_EXERCISE DETAILS_
In the data below, find the lines containing "ResourceConfig" and say how many there are, nothing more.

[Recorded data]
- Opening Delimiter -

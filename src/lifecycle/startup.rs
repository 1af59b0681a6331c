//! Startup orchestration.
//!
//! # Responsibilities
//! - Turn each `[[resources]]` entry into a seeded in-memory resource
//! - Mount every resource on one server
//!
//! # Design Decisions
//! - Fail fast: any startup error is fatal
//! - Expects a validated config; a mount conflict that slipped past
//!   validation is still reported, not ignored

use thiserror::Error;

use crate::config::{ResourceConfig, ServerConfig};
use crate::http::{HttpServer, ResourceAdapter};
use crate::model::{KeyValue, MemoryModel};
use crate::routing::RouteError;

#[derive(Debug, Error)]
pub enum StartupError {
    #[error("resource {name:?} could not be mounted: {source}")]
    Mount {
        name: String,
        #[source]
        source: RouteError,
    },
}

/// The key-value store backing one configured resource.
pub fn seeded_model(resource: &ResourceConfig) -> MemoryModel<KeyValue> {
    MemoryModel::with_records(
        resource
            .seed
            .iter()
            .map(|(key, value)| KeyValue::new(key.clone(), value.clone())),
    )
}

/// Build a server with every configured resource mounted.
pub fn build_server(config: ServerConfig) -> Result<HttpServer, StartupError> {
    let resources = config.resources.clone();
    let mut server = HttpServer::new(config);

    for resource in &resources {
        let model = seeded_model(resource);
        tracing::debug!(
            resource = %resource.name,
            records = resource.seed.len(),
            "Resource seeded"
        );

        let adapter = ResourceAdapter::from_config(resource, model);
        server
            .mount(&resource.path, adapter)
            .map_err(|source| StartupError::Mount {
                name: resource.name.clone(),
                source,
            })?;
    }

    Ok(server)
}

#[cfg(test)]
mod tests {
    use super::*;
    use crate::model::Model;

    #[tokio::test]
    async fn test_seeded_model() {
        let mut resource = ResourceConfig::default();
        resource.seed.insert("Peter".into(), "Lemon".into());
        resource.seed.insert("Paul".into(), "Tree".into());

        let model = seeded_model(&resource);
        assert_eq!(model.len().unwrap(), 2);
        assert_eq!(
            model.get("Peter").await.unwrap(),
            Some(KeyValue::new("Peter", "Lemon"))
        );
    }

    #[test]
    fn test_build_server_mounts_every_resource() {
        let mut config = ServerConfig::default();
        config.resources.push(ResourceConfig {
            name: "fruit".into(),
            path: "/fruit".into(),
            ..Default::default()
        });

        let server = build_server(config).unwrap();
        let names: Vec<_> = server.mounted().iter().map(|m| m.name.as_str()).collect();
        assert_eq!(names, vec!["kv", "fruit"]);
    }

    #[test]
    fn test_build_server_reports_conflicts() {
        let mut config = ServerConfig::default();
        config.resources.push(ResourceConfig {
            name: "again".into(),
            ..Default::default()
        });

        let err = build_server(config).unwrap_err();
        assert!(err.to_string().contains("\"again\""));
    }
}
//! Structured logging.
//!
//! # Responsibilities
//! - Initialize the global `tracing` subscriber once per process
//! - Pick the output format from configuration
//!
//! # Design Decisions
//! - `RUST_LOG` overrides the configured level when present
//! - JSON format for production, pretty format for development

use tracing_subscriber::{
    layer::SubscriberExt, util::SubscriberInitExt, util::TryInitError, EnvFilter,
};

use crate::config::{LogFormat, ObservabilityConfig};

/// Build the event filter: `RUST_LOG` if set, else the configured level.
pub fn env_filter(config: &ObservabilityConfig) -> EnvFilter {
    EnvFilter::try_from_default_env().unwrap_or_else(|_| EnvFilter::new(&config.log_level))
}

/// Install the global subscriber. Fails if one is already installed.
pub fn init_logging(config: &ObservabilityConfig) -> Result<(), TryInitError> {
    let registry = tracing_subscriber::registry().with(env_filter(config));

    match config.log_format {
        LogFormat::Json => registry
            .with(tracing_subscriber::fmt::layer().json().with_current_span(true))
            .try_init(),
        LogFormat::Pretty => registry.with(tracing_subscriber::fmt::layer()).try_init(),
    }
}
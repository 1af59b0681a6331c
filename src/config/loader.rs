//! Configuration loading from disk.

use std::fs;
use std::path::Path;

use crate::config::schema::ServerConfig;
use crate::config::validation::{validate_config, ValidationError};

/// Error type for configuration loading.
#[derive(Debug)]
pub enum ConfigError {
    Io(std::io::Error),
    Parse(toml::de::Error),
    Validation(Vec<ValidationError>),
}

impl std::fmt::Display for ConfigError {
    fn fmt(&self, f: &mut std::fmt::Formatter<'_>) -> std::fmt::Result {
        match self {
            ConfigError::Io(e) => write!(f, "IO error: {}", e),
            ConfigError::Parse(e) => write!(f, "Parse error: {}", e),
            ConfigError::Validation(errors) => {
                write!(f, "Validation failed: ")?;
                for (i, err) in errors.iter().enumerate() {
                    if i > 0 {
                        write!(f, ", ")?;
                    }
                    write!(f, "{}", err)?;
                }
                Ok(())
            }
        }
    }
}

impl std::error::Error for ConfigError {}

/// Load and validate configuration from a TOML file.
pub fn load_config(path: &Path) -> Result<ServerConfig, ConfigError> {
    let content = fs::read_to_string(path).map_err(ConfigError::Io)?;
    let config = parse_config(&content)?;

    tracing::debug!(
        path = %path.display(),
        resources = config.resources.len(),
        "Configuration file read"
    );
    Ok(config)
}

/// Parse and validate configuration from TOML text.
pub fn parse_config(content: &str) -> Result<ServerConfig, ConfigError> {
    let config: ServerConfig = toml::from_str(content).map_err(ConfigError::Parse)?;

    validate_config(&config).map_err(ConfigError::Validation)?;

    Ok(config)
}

- Closing Delimiter -

_EXERCISE RESULT_
5